PROVIDED INFORMATION:
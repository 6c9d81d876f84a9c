//! Catalog acquisition: pagination and the flat-file fallback.
//!
//! The types in this module produce the raw, shape-varying source records
//! that the feed normalizer consumes:
//!
//! - [`paginator::fetch_all`]: cursor-based traversal of the chosen query
//!   shape, tolerating mid-stream failure
//! - [`flat_file::fetch_flat_list`]: the last-resort static JSON source
//!
//! All records accumulate in memory for the run's duration; there is no
//! streaming emission to the output stage.

pub mod flat_file;
pub mod paginator;

pub use flat_file::fetch_flat_list;
pub use paginator::{fetch_all, FetchError, FetchOutcome};
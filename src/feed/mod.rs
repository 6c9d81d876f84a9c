//! Canonical feed model and normalization.
//!
//! This module turns raw source records (from either acquisition path) into
//! the schema.org JSON-LD feed:
//!
//! - [`entity`]: fixed-shape serde models for [`VideoGame`], its editions
//!   and the [`DataFeed`] envelope
//! - [`normalize`]: the pure, infallible mapping from one source record to
//!   one canonical entity

pub mod entity;
pub mod normalize;

pub use entity::{DataFeed, Edition, EntryPoint, Organization, PlayGameAction, VideoGame};
pub use normalize::{
    build_play_url, format_content_rating, normalize, pick_image, AVAILABLE_STATUSES,
    IMAGE_ROLE_PRIORITY,
};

TO DO: A verbatim repeat of all the entries above is the required answer.

ANSWER SPACE:
repository 6c9d81d876f84a9c
//! Catalog acquisition: pagination and the flat-file fallback.
//!
//! The types in this module produce the raw, shape-varying source records
//! that the feed normalizer consumes:
//!
//! - [`paginator::fetch_all`]: cursor-based traversal of the chosen query
//!   shape, tolerating mid-stream failure
//! - [`flat_file::fetch_flat_list`]: the last-resort static JSON source
//!
//! All records accumulate in memory for the run's duration; there is no
//! streaming emission to the output stage.

pub mod flat_file;
pub mod paginator;

pub use flat_file::fetch_flat_list;
pub use paginator::{fetch_all, FetchError, FetchOutcome};
filename src/feed/mod.rs
repository 6c9d81d876f84a9c
//! Canonical feed model and normalization.
//!
//! This module turns raw source records (from either acquisition path) into
//! the schema.org JSON-LD feed:
//!
//! - [`entity`]: fixed-shape serde models for [`VideoGame`], its editions
//!   and the [`DataFeed`] envelope
//! - [`normalize`]: the pure, infallible mapping from one source record to
//!   one canonical entity

pub mod entity;
pub mod normalize;

pub use entity::{DataFeed, Edition, EntryPoint, Organization, PlayGameAction, VideoGame};
pub use normalize::{
    build_play_url, format_content_rating, normalize, pick_image, AVAILABLE_STATUSES,
    IMAGE_ROLE_PRIORITY,
};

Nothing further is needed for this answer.